The project will also examine how such a system might fit in the financial regulatory regime that governs the markets and the global payment systems.

Tokenisation has emerged as a prime goal of influential players on traditional finance, such as BlackRock CEO Larry Fink, as well as crypto platforms like Berlin-based Swarm Markets.

This is because transforming a security such as a stock or a bond into a tokenised asset akin to Bitcoin promises to make it easier to process and trade. Tokenising these assets on a distributed digital ledger and recording them in a single record of account could improve settlement times and costs.

Tokenisation also holds promise for the Byzantine world of payments processing, where Visa and Mastercard, as well as PayPal, are giants.

The catch

The catch is that different assets behave in very different ways, and present contrasting risk and reward dynamics for users. A US Treasury bond, for instance, is a very different instrument than cash or stocks, each of which are processed and transmitted from market to market in their own systems.

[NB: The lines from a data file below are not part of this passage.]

// Copyright (c) 2025 Geoffrey Huntley <ghuntley@ghuntley.com>. All rights reserved.
// SPDX-License-Identifier: Proprietary

//! Permission engine configuration section.

use serde::{Deserialize, Serialize};

#[derive(Debug, Clone, Default, Serialize, Deserialize, PartialEq)]
pub struct PermissionsConfigLayer {
	pub cache_enabled: Option<bool>,
}

impl PermissionsConfigLayer {
	pub fn merge(&mut self, other: Self) {
		if other.cache_enabled.is_some() {
			self.cache_enabled = other.cache_enabled;
		}
	}

	pub fn finalize(self) -> PermissionsConfig {
		PermissionsConfig {
			cache_enabled: self.cache_enabled.unwrap_or(true),
		}
	}
}

#[derive(Debug, Clone, Serialize, Deserialize, PartialEq)]
pub struct PermissionsConfig {
	/// Cache role grants and user overrides in process.
	pub cache_enabled: bool,
}

impl Default for PermissionsConfig {
	fn default() -> Self {
		Self {
			cache_enabled: true,
		}
	}
}

#[cfg(test)]
mod tests {
	use super::*;

	#[test]
	fn test_cache_enabled_by_default() {
		assert!(PermissionsConfigLayer::default().finalize().cache_enabled);
	}

	#[test]
	fn test_cache_can_be_disabled() {
		let layer: PermissionsConfigLayer = toml::from_str("cache_enabled = false").unwrap();
		assert!(!layer.finalize().cache_enabled);
	}
}
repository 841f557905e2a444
// Copyright (c) 2025 Geoffrey Huntley <ghuntley@ghuntley.com>. All rights reserved.
// SPDX-License-Identifier: Proprietary

//! Configuration sections.

pub mod audit;
pub mod database;
pub mod logging;
pub mod permissions;

pub use audit::{AuditConfig, AuditConfigLayer, QueueOverflowPolicy, SEVERITY_NAMES};
pub use database::{DatabaseConfig, DatabaseConfigLayer};
pub use logging::{LoggingConfig, LoggingConfigLayer};
pub use permissions::{PermissionsConfig, PermissionsConfigLayer};
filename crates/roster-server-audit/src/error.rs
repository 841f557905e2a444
// Copyright (c) 2025 Geoffrey Huntley <ghuntley@ghuntley.com>. All rights reserved.
// SPDX-License-Identifier: Proprietary

use thiserror::Error;

pub type AuditResult<T> = Result<T, AuditError>;

#[derive(Error, Debug)]
pub enum AuditError {
	#[error("event queue is at capacity")]
	QueueFull,

	#[error("sink '{sink}' error: {source}")]
	SinkError {
		sink: String,
		#[source]
		source: AuditSinkError,
	},

	#[error("configuration error: {0}")]
	ConfigError(String),

	#[error("service is shutting down")]
	Shutdown,
}

#[derive(Error, Debug)]
pub enum AuditSinkError {
	#[error("transient error: {0}")]
	Transient(String),

	#[error("permanent error: {0}")]
	Permanent(String),
}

SIFMA acknowledged this complexity and the challenge it poses for institutions.

The fact tokenisation is attracting the likes of JPMorgan and Visa underscores how important the financial establishment deems blockchain technology.

It’s unclear whether the project’s participants will turn to a public blockchain such as Ethereum, or a private network like JPMorgan’s Onyx ledger. A bespoke network for the pilot is also a possibility.

SIFMA did not immediately respond to DL News’ request for comment.

Tokenising all the things

Pitched as one of the key use cases for blockchain technology, tokenisation is finally gaining serious traction.

Heavyweights like BlackRock, the top money manager worldwide with $9.1 trillion in assets, and Franklin Templeton have already moved ahead with their own tokenisation plays.

BUIDL, or the BlackRock USD Institutional Digital Liquidity Fund, holds a mix of cash, short-term debt agreements, and US Treasury bonds. It has raked in $382 million since its launch on March 20.

In April, Franklin Templeton, which manages more than $1.5 trillion in assets, enabled the peer-to-peer transfer of BENJI, its yield-bearing, dollar-pegged token.

The BENJI token is a share in the firm’s $380 million US Government Money Fund launched on the Stellar blockchain.